Introduction

The Patient-Reported Outcomes Measurement Information System (PROMIS®) was developed as part of the National Institutes of Health Roadmap initiative to develop, evaluate, and standardize item banks to assess health-related quality of life across different medical conditions and in the general population [1]. The 10 PROMIS global health items (PROMIS-10) include ratings of five primary domains (physical function, fatigue, pain, emotional distress, and social health) and perceptions of general health that cut across domains. Four of the items are used to create the global physical health scale and four others to produce the global mental health scale [2]. These scales can also be estimated using two-item short forms. Internal consistency reliability coefficients for the four and two-item global physical health scales were 0.81 and 0.73, respectively, and 0.86 and 0.81 for the respective global mental health scales [3].

The PROMIS-Preference (PROPr) scoring system is based on seven PROMIS multi-item domains: physical function, pain interference, depression, fatigue, ability to participate in social roles and activities, sleep disturbance, and cognitive function. The PROMIS domain scores can be estimated from items in the domain banks, short forms (e.g., PROMIS-29 + 2), or via computer-adaptive testing [4]. All the items are administered with five polytomous response options and use a last seven-day recall period except for physical function and ability to participate in social roles and activities (which do not have an explicit recall interval).

Including a preference-based measure directly is the preferred option for obtaining a single summary score, but preference-based measures are often not administered in research studies. Many PROMIS investigators in the interest of parsimony elect to administer only the PROMIS-10 [5,6,7]. Being able to estimate the PROPr from the PROMIS global health items and scales provides an option for estimating a single summary score when a separate preference-based measure has not been administered.

Previous studies have used the PROMIS-10 to estimate the EQ-5D-3L [89] and the Health Utilities Index [10] but an estimate of the PROPr from the PROMIS-10 has not yet been published. This study derives regression equations to estimate the PROPr from the PROMIS-10.

Methods

We administered a general health survey in English to members of KnowledgePanel®, an online panel that relies on probability-based sampling methods for recruitment and provides a representative sample of non-institutionalized adults 18 and older residing in the U.S. [11].

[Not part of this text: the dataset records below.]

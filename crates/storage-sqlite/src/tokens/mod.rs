//! SQLite-backed OAuth token storage.

mod model;
mod repository;

pub use model::OAuthTokenDB;
pub use repository::TokenRepository;
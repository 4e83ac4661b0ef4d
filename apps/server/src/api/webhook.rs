//! Inbound live-event push endpoint.

use std::sync::Arc;

use axum::{body::Bytes, extract::State, http::HeaderMap, routing::post, Json, Router};
use serde_json::{json, Value};
use tracing::{debug, warn};

use lmsbridge_events::InboundHeaders;

use crate::error::{ApiError, ApiResult};
use crate::main_lib::AppState;

fn inbound_headers(headers: &HeaderMap) -> InboundHeaders {
    InboundHeaders::from_pairs(
        headers
            .iter()
            .filter_map(|(name, value)| Some((name.as_str(), value.to_str().ok()?))),
    )
}

/// Answers 200 whatever the verification outcome, which is only logged.
/// A stream store that cannot take the entry yields 503 so the sender
/// redelivers.
async fn receive_event(
    State(state): State<Arc<AppState>>,
    headers: HeaderMap,
    body: Bytes,
) -> ApiResult<Json<Value>> {
    match state.gateway.ingest(&body, &inbound_headers(&headers)).await {
        Ok(true) => debug!("[Webhook] Accepted {} byte event", body.len()),
        Ok(false) => warn!("[Webhook] Unverified event dead-lettered"),
        Err(e) => {
            return Err(ApiError::ServiceUnavailable(format!(
                "Failed to enqueue event: {}",
                e
            )))
        }
    }
    Ok(Json(json!({ "ok": true })))
}

pub fn router() -> Router<Arc<AppState>> {
    Router::new().route("/lms/webhook", post(receive_event))
}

The survey vendor (Ipsos) sent an email invitation to 7,224 KnowledgePanel members on September 22, 2022, and gave them 10 days to complete the general health survey. Email reminders were sent to non-responders on Day 3 of the field period. Additional reminders were sent to the remaining non-responders every 3 days for up to 10 days. Upon completion, respondents received an entry into the KnowledgePanel sweepstakes. 57% (n = 4,121) completed the survey and we excluded 19 who reported having one or two of the fake health conditions [12] included in the survey to identify careless respondents, resulting in a baseline sample of 4,102.

Measures

Demographic characteristics

We measured age in years, gender (female vs. male), race/ethnicity, and education: No high school diploma or general education diploma (GED); High school graduate (high school diploma or the equivalent GED); Some college or associate degree; Bachelor’s degree; Master’s degree or higher.

Health conditions

Thirteen health conditions were assessed by asking: “Have you ever been told by a doctor or other health professional that you had”: (1) hypertension; (2) high cholesterol; (3) heart disease; (4) angina; (5) heart attack; (6) stroke; (7) asthma; (8) cancer; (9) diabetes; (10) chronic obstructive pulmonary disease (COPD); 11) arthritis; 12) anxiety disorder; and 13) depression. In addition, the survey asked respondents if they were ever told they had “Syndomitis” (a fake condition). Further, participants were asked “Do you currently have…” 9 other conditions: (1) allergies or sinus trouble; (2) back pain; (3) sciatica; (4) neck pain; (5) trouble seeing; (6) dermatitis; (7) stomach trouble; (8) trouble hearing; and (9) trouble sleeping. Respondents were also asked if they currently had “Chekalism” (a fake condition).

PROMIS measures

The PROMIS global-10 includes the most widely used self-rated health item (“In general, would you say your health is…”; global01) and an item that provides a pure rating of physical health (global03), a rating of overall quality of life item (global02), and rating of mental health (global04). The remaining items provide global ratings of physical function (global06), fatigue (global08), pain (global07), emotional distress (global10), and social health (global05 and global09). All the items except the 0–10 rating of pain on average (global07) are administered using five-category response scales. Seven of the 10 items use a general non-specific time frame and three are prefaced with “In the past 7 days…” We scored the 10 individual PROMIS items so a higher score represents better health, and derived the global physical health (global03, global06, global07, global08) and mental health (global02, global04, global05, global10) scale scores using existing item response theory item parameters.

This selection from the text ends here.